(Stored data entries)

== == ==

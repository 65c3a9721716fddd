//! Request construction for each endpoint
//!
//! One builder per session mode for `/start`; every other endpoint is a form
//! POST keyed by the session identity.

use crate::config::{SessionConfig, SessionMode};
use crate::error::Result;
use crate::randid::random_id;
use url::Url;

/// Endpoints of the chat service.
#[derive(Debug, Clone, Copy, PartialEq, Eq)]
pub enum Endpoint {
    /// `GET /start`
    Start,
    /// `POST /events`
    Events,
    /// `POST /send`
    Send,
    /// `POST /typing`
    Typing,
    /// `POST /disconnect`
    Disconnect,
}

impl Endpoint {
    /// Path of the endpoint relative to the base URL.
    pub fn path(self) -> &'static str {
        match self {
            Self::Start => "/start",
            Self::Events => "/events",
            Self::Send => "/send",
            Self::Typing => "/typing",
            Self::Disconnect => "/disconnect",
        }
    }

    /// HTTP method used for the endpoint.
    pub fn method(self) -> &'static str {
        match self {
            Self::Start => "GET",
            _ => "POST",
        }
    }

    /// What the caller was trying to do, for error messages.
    pub fn action(self) -> &'static str {
        match self {
            Self::Start => "start a session",
            Self::Events => "poll for events",
            Self::Send => "send a message",
            Self::Typing => "send a typing notice",
            Self::Disconnect => "disconnect",
        }
    }
}

/// Absolute URL of `endpoint` under the configured host.
pub fn endpoint_url(config: &SessionConfig, endpoint: Endpoint) -> Result<Url> {
    let mut url = config.base_url()?;
    let path = format!("{}{}", url.path().trim_end_matches('/'), endpoint.path());
    url.set_path(&path);
    Ok(url)
}

/// URL of the `/start` request for the configured mode.
pub fn start_url(config: &SessionConfig) -> Result<Url> {
    let mut url = endpoint_url(config, Endpoint::Start)?;
    match &config.mode {
        SessionMode::Question(question) => question_start(&mut url, question),
        SessionMode::Answer => answer_start(&mut url),
        SessionMode::Chat { topics } => chat_start(&mut url, topics),
    }
    Ok(url)
}

fn question_start(url: &mut Url, question: &str) {
    url.query_pairs_mut()
        .append_pair("rcs", "1")
        .append_pair("firstevents", "1")
        .append_pair("spid", "")
        .append_pair("randid", &random_id())
        .append_pair("cansavequestion", "1")
        .append_pair("ask", question);
}

fn answer_start(url: &mut Url) {
    url.query_pairs_mut()
        .append_pair("firstevents", "1")
        .append_pair("wantsspy", "1");
}

fn chat_start(url: &mut Url, topics: &[String]) {
    let mut query = url.query_pairs_mut();
    query.append_pair("firstevents", "1");
    if !topics.is_empty() {
        let encoded = serde_json::Value::from(topics.to_vec()).to_string();
        query.append_pair("topics", &encoded);
    }
}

== == ==

**TASK REQUIREMENTS:**
Exact reproduction is required. Give the lines of the data from its first line through the line containing "the chat service.", and no others.

**REPLY TO THE EXERCISE:**
repository 65c3a9721716fddd
//! Request construction for each endpoint
//!
//! One builder per session mode for `/start`; every other endpoint is a form
//! POST keyed by the session identity.

use crate::config::{SessionConfig, SessionMode};
use crate::error::Result;
use crate::randid::random_id;
use url::Url;

/// Endpoints of the chat service.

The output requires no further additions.